- _Exercise prompt_: Reproduce the entries. Each one must match the original exactly.

Stored items
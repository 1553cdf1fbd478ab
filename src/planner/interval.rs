//! First-fit interval planner.
//!
//! Requests are granted in validity-start order: regions produced early
//! in the timeline tend to be consumed by later stages, so start order
//! matches the access pattern. When two requests start on the same tick
//! the longer-lived one is placed first, which keeps short-lived gaps
//! from fragmenting the space freed later.

use super::request::{MemoryRequest, PlanError, PlanResult, Validity};

/// Range currently assigned to a live request.
#[derive(Debug, Clone, Copy)]
struct OccupiedRange {
    offset: usize,
    size: usize,
    /// Tick at which the owning request's validity ends.
    release_tick: u64,
}

/// Reusable gap between occupied ranges.
#[derive(Debug, Clone, Copy, PartialEq, Eq)]
struct FreeRange {
    offset: usize,
    size: usize,
}

/// Slot in the trailing weight-gradient sub-arena. One slot may serve
/// several wgrad requests as long as their validities never overlap.
#[derive(Debug)]
struct WgradSlot {
    offset: usize,
    size: usize,
    spans: Vec<Validity>,
}

/// Offline first-fit planner over request validity intervals.
///
/// [`plan_layout`](IntervalPlanner::plan_layout) is deterministic and
/// side-effect free: the same request list always yields the same
/// offsets and arena size.
#[derive(Debug, Default, Clone, Copy)]
pub struct IntervalPlanner;

impl IntervalPlanner {
    pub fn new() -> Self {
        Self
    }

    /// Compute a byte offset for every request plus the total arena
    /// size.
    ///
    /// Requests whose validity intervals overlap are never assigned
    /// intersecting ranges. Freed ranges are reused first-fit by
    /// ascending offset; the arena grows only when nothing fits.
    pub fn plan_layout(&self, requests: &[MemoryRequest]) -> Result<PlanResult, PlanError> {
        validate_requests(requests)?;

        let mut offsets = vec![0usize; requests.len()];

        // Stable sort keeps input order for fully tied requests.
        let mut order: Vec<usize> = (0..requests.len())
            .filter(|&i| !requests[i].is_wgrad)
            .collect();
        order.sort_by(|&a, &b| {
            let (va, vb) = (&requests[a].validity, &requests[b].validity);
            va.start.cmp(&vb.start).then(vb.end.cmp(&va.end))
        });

        let mut occupied: Vec<OccupiedRange> = Vec::new();
        let mut free: Vec<FreeRange> = Vec::new();
        let mut total = 0usize;

        for &idx in &order {
            let req = &requests[idx];
            reclaim_expired(&mut occupied, &mut free, req.validity.start);

            let offset = match first_fit(&mut free, req.size) {
                Some(offset) => offset,
                None => {
                    let offset = total;
                    total += req.size;
                    offset
                }
            };
            offsets[idx] = offset;
            occupied.push(OccupiedRange {
                offset,
                size: req.size,
                release_tick: req.validity.end,
            });
        }

        // Weight gradients live above the main arena's high-water mark
        // and never reuse ranges vacated below it; a slot is shared only
        // between wgrad requests with disjoint validities.
        let mut slots: Vec<WgradSlot> = Vec::new();
        for (idx, req) in requests.iter().enumerate().filter(|(_, r)| r.is_wgrad) {
            let fit = slots.iter_mut().find(|slot| {
                slot.size >= req.size && slot.spans.iter().all(|s| !s.overlaps(&req.validity))
            });
            match fit {
                Some(slot) => {
                    offsets[idx] = slot.offset;
                    slot.spans.push(req.validity);
                }
                None => {
                    offsets[idx] = total;
                    slots.push(WgradSlot {
                        offset: total,
                        size: req.size,
                        spans: vec![req.validity],
                    });
                    total += req.size;
                }
            }
        }

        tracing::debug!(
            requests = requests.len(),
            arena_bytes = total,
            "arena layout planned"
        );

        Ok(PlanResult {
            offsets,
            is_wgrad: requests.iter().map(|r| r.is_wgrad).collect(),
            total_size: total,
        })
    }
}

fn validate_requests(requests: &[MemoryRequest]) -> Result<(), PlanError> {
    for (index, req) in requests.iter().enumerate() {
        if req.size == 0 {
            return Err(PlanError::ZeroSize { index });
        }
        if req.validity.start >= req.validity.end {
            return Err(PlanError::InvertedValidity {
                index,
                start: req.validity.start,
                end: req.validity.end,
            });
        }
    }
    Ok(())
}

/// Move every occupied range whose release tick has passed into the
/// free list. Ranges releasing exactly at `tick` are reclaimable: the
/// end tick is exclusive.
fn reclaim_expired(occupied: &mut Vec<OccupiedRange>, free: &mut Vec<FreeRange>, tick: u64) {
    let mut i = 0;
    while i < occupied.len() {
        if occupied[i].release_tick <= tick {
            let expired = occupied.swap_remove(i);
            insert_free(
                free,
                FreeRange {
                    offset: expired.offset,
                    size: expired.size,
                },
            );
        } else {
            i += 1;
        }
    }
}

/// Insert into the offset-ordered free list, coalescing with both
/// neighbors when the ranges touch.
fn insert_free(free: &mut Vec<FreeRange>, range: FreeRange) {
    let pos = free.partition_point(|f| f.offset < range.offset);
    free.insert(pos, range);

    // Merge the successor first so `pos` stays valid.
    if pos + 1 < free.len() && free[pos].offset + free[pos].size == free[pos + 1].offset {
        free[pos].size += free[pos + 1].size;
        free.remove(pos + 1);
    }
    if pos > 0 && free[pos - 1].offset + free[pos - 1].size == free[pos].offset {
        free[pos - 1].size += free[pos].size;
        free.remove(pos);
    }
}

/// Take the lowest-offset free range that fits `size`, shrinking it in
/// place when it is larger than needed.
fn first_fit(free: &mut Vec<FreeRange>, size: usize) -> Option<usize> {
    let pos = free.iter().position(|f| f.size >= size)?;
    let offset = free[pos].offset;
    if free[pos].size == size {
        free.remove(pos);
    } else {
        free[pos].offset += size;
        free[pos].size -= size;
    }
    Some(offset)
}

- _Output of the task_:
repository 1553cdf1fbd478ab
filename src/planner/interval.rs
//! First-fit interval planner.
//!
//! Requests are granted in validity-start order: regions produced early
//! in the timeline tend to be consumed by later stages, so start order
//! matches the access pattern. When two requests start on the same tick
//! the longer-lived one is placed first, which keeps short-lived gaps
//! from fragmenting the space freed later.

use super::request::{MemoryRequest, PlanError, PlanResult, Validity};

/// Range currently assigned to a live request.
#[derive(Debug, Clone, Copy)]
struct OccupiedRange {
    offset: usize,
    size: usize,
    /// Tick at which the owning request's validity ends.
    release_tick: u64,
}

/// Reusable gap between occupied ranges.
#[derive(Debug, Clone, Copy, PartialEq, Eq)]
struct FreeRange {
    offset: usize,
    size: usize,
}

/// Slot in the trailing weight-gradient sub-arena. One slot may serve
/// several wgrad requests as long as their validities never overlap.
#[derive(Debug)]
struct WgradSlot {
    offset: usize,
    size: usize,
    spans: Vec<Validity>,
}

/// Offline first-fit planner over request validity intervals.
///
/// [`plan_layout`](IntervalPlanner::plan_layout) is deterministic and
/// side-effect free: the same request list always yields the same
/// offsets and arena size.
#[derive(Debug, Default, Clone, Copy)]
pub struct IntervalPlanner;

impl IntervalPlanner {
    pub fn new() -> Self {
        Self
    }

    /// Compute a byte offset for every request plus the total arena
    /// size.
    ///
    /// Requests whose validity intervals overlap are never assigned
    /// intersecting ranges. Freed ranges are reused first-fit by
    /// ascending offset; the arena grows only when nothing fits.
    pub fn plan_layout(&self, requests: &[MemoryRequest]) -> Result<PlanResult, PlanError> {
        validate_requests(requests)?;

        let mut offsets = vec![0usize; requests.len()];

        // Stable sort keeps input order for fully tied requests.
        let mut order: Vec<usize> = (0..requests.len())
            .filter(|&i| !requests[i].is_wgrad)
            .collect();
        order.sort_by(|&a, &b| {
            let (va, vb) = (&requests[a].validity, &requests[b].validity);
            va.start.cmp(&vb.start).then(vb.end.cmp(&va.end))
        });

        let mut occupied: Vec<OccupiedRange> = Vec::new();
        let mut free: Vec<FreeRange> = Vec::new();
        let mut total = 0usize;

        for &idx in &order {
            let req = &requests[idx];
            reclaim_expired(&mut occupied, &mut free, req.validity.start);

            let offset = match first_fit(&mut free, req.size) {
                Some(offset) => offset,
                None => {
                    let offset = total;
                    total += req.size;
                    offset
                }
            };
            offsets[idx] = offset;
            occupied.push(OccupiedRange {
                offset,
                size: req.size,
                release_tick: req.validity.end,
            });
        }

        // Weight gradients live above the main arena's high-water mark
        // and never reuse ranges vacated below it; a slot is shared only
        // between wgrad requests with disjoint validities.
        let mut slots: Vec<WgradSlot> = Vec::new();
        for (idx, req) in requests.iter().enumerate().filter(|(_, r)| r.is_wgrad) {
            let fit = slots.iter_mut().find(|slot| {
                slot.size >= req.size && slot.spans.iter().all(|s| !s.overlaps(&req.validity))
            });
            match fit {
                Some(slot) => {
                    offsets[idx] = slot.offset;
                    slot.spans.push(req.validity);
                }
                None => {
                    offsets[idx] = total;
                    slots.push(WgradSlot {
                        offset: total,
                        size: req.size,
                        spans: vec![req.validity],
                    });
                    total += req.size;
                }
            }
        }

        tracing::debug!(
            requests = requests.len(),
            arena_bytes = total,
            "arena layout planned"
        );

        Ok(PlanResult {
            offsets,
            is_wgrad: requests.iter().map(|r| r.is_wgrad).collect(),
            total_size: total,
        })
    }
}

fn validate_requests(requests: &[MemoryRequest]) -> Result<(), PlanError> {
    for (index, req) in requests.iter().enumerate() {
        if req.size == 0 {
            return Err(PlanError::ZeroSize { index });
        }
        if req.validity.start >= req.validity.end {
            return Err(PlanError::InvertedValidity {
                index,
                start: req.validity.start,
                end: req.validity.end,
            });
        }
    }
    Ok(())
}

/// Move every occupied range whose release tick has passed into the
/// free list. Ranges releasing exactly at `tick` are reclaimable: the
/// end tick is exclusive.
fn reclaim_expired(occupied: &mut Vec<OccupiedRange>, free: &mut Vec<FreeRange>, tick: u64) {
    let mut i = 0;
    while i < occupied.len() {
        if occupied[i].release_tick <= tick {
            let expired = occupied.swap_remove(i);
            insert_free(
                free,
                FreeRange {
                    offset: expired.offset,
                    size: expired.size,
                },
            );
        } else {
            i += 1;
        }
    }
}

/// Insert into the offset-ordered free list, coalescing with both
/// neighbors when the ranges touch.
fn insert_free(free: &mut Vec<FreeRange>, range: FreeRange) {
    let pos = free.partition_point(|f| f.offset < range.offset);
    free.insert(pos, range);

    // Merge the successor first so `pos` stays valid.
    if pos + 1 < free.len() && free[pos].offset + free[pos].size == free[pos + 1].offset {
        free[pos].size += free[pos + 1].size;
        free.remove(pos + 1);
    }
    if pos > 0 && free[pos - 1].offset + free[pos - 1].size == free[pos].offset {
        free[pos - 1].size += free[pos].size;
        free.remove(pos);
    }
}

/// Take the lowest-offset free range that fits `size`, shrinking it in
/// place when it is larger than needed.
fn first_fit(free: &mut Vec<FreeRange>, size: usize) -> Option<usize> {
    let pos = free.iter().position(|f| f.size >= size)?;
    let offset = free[pos].offset;
    if free[pos].size == size {
        free.remove(pos);
    } else {
        free[pos].offset += size;
        free[pos].size -= size;
    }
    Some(offset)
}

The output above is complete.